Al contrario di ciò che si potrebbe pensare, non è necessaria una laurea per esercitare la professione di guida turistica.

In seguito alla riforma della legislazione nazionale sul turismo, per lavorare come guida turistica, bisogna superare un esame di ammissione, che abilita all’esercizio della professione.

I requisiti sono:

1) aver raggiunto la maggiore età

2) avere come titolo di studio almeno il diploma di scuola superiore

3) aver frequentato un corso di formazione professionale come guisa turistica

4) conoscenza di almeno una lingua straniera

C’è una valida eccezione per i laureati in lettere, con indirizzo archeologia o storia dell’arte, che possono lavorare come guide turistiche senza effettuare l’esame di abilitazione.
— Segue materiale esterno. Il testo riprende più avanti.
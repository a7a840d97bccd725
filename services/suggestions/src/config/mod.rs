use serde::{Deserialize, Serialize};

use crate::error::ConfigError;
use crate::highlight::{HighlightProcessor, HighlightStyle};
use crate::r#type::Classes;
use crate::session::SessionOptions;

#[derive(Debug, Clone, Default, PartialEq, Serialize, Deserialize)]
#[serde(default)]
pub struct Config {
    pub session: SessionOptions,
    pub highlight: HighlightStyle,
    pub classes: Classes,
    pub logging: LoggingConfig,
}

#[derive(Debug, Clone, PartialEq, Eq, Serialize, Deserialize)]
#[serde(default)]
pub struct LoggingConfig {
    /// Level of the crate's own events, e.g. `"debug"`.
    pub level: String,
}

impl Default for LoggingConfig {
    fn default() -> Self {
        LoggingConfig {
            level: "info".to_string(),
        }
    }
}

impl Config {
    pub fn from_file(path: &str) -> anyhow::Result<Self> {
        let content = std::fs::read_to_string(path)?;
        let config: Config = toml::from_str(&content)?;
        Ok(config)
    }

    pub fn from_env() -> anyhow::Result<Self> {
        let mut config = Config::default();

        if let Ok(kind) = std::env::var("SUGGESTIONS_TYPE") {
            config.session.suggestion_type = kind;
        }

        if let Ok(bounds) = std::env::var("SUGGESTIONS_BOUNDS") {
            config.session.bounds = Some(bounds).filter(|bounds| !bounds.trim().is_empty());
        }

        if let Ok(count) = std::env::var("SUGGESTIONS_COUNT") {
            config.session.count = count.trim().parse().map_err(|_| ConfigError::InvalidValue {
                field: "count".to_string(),
                value: count.clone(),
            })?;
        }

        if let Ok(level) = std::env::var("SUGGESTIONS_LOG_LEVEL") {
            config.logging.level = level;
        }

        Ok(config)
    }

    /// Highlighter built from the `highlight` section.
    pub fn highlighter(&self) -> anyhow::Result<HighlightProcessor> {
        Ok(HighlightProcessor::from_style(&self.highlight)?)
    }
}
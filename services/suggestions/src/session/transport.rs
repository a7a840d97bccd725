//! Transport seam between a session and the suggestions service.

use std::collections::HashMap;

use async_trait::async_trait;
use serde_json::{Map, Value};
use tokio::sync::Mutex;

use crate::error::{Result, TransportError};
use crate::r#type::Suggestion;

/// Fetches suggestions for a request.
///
/// `method` is `"suggest"` for regular queries and the type's enrichment
/// method (`"findById"`, `"suggest"`) for enrichment requests.
#[async_trait]
pub trait SuggestionTransport: Send + Sync {
    async fn fetch_suggestions(
        &self,
        method: &str,
        url_suffix: &str,
        params: &Map<String, Value>,
    ) -> Result<Vec<Suggestion>>;
}

/// A request seen by [`MemoryTransport`].
#[derive(Debug, Clone, PartialEq)]
pub struct RecordedRequest {
    pub method: String,
    pub url_suffix: String,
    pub params: Map<String, Value>,
}

/// Answers from canned responses keyed by method and query.
#[derive(Debug, Default)]
pub struct MemoryTransport {
    responses: HashMap<(String, String), Vec<Suggestion>>,
    fallback: Vec<Suggestion>,
    failing: bool,
    requests: Mutex<Vec<RecordedRequest>>,
}

impl MemoryTransport {
    pub fn new() -> Self {
        Self::default()
    }

    /// Every request gets `suggestions` unless a response was registered for it.
    pub fn with_suggestions(suggestions: Vec<Suggestion>) -> Self {
        MemoryTransport {
            fallback: suggestions,
            ..Default::default()
        }
    }

    /// A transport whose requests all fail.
    pub fn failing() -> Self {
        MemoryTransport {
            failing: true,
            ..Default::default()
        }
    }

    pub fn respond(mut self, method: &str, query: &str, suggestions: Vec<Suggestion>) -> Self {
        self.responses
            .insert((method.to_string(), query.to_string()), suggestions);
        self
    }

    pub async fn requests(&self) -> Vec<RecordedRequest> {
        self.requests.lock().await.clone()
    }
}

#[async_trait]
impl SuggestionTransport for MemoryTransport {
    async fn fetch_suggestions(
        &self,
        method: &str,
        url_suffix: &str,
        params: &Map<String, Value>,
    ) -> Result<Vec<Suggestion>> {
        self.requests.lock().await.push(RecordedRequest {
            method: method.to_string(),
            url_suffix: url_suffix.to_string(),
            params: params.clone(),
        });

        if self.failing {
            return Err(TransportError::Request(format!("{method}/{url_suffix} is unavailable")).into());
        }

        let query = params
            .get("query")
            .and_then(Value::as_str)
            .unwrap_or_default()
            .to_string();
        Ok(self
            .responses
            .get(&(method.to_string(), query))
            .unwrap_or(&self.fallback)
            .clone())
    }
}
Si tratta di un’attività di tipo spiccatamente culturale, bisogna dunque avere un’ottima preparazione di base. Il background culturale è fondamentale per lavorare come guida turistica e offrire un ottimo servizio.

Una buona guida turistica deve dunque unire competenza, professionalità e ottime capacità comunicative e descrittive.

Tuttavia bisogna anche considerare che la professione di guida turistica vincola al territorio nel senso che l’esame di abilitazione vale solo per quella provincia. Chi volesse lavorare come guida turistica in un’altra provincia deve sostenere una seconda volta l’esame.

Una delle competenze più importanti della guida turistica è la specializzazione in una lingua: non solo inglese e francese, ma anche lingue più “inusuali”. Il flusso dei turisti in Italia è molto vario. Il nostro Paese è costantemente visitato da tedeschi, giapponesi e russi.

Lavorare come guida turistica: la formazione
Abbiamo detto che per diventare guide turistiche è necessaria una solida formazione culturale: liceo classico o anche un indirizzo di studi specifico. La laurea in lettere apre le porte alla professione, ma anche una laurea che riguarda i beni culturali va benissimo.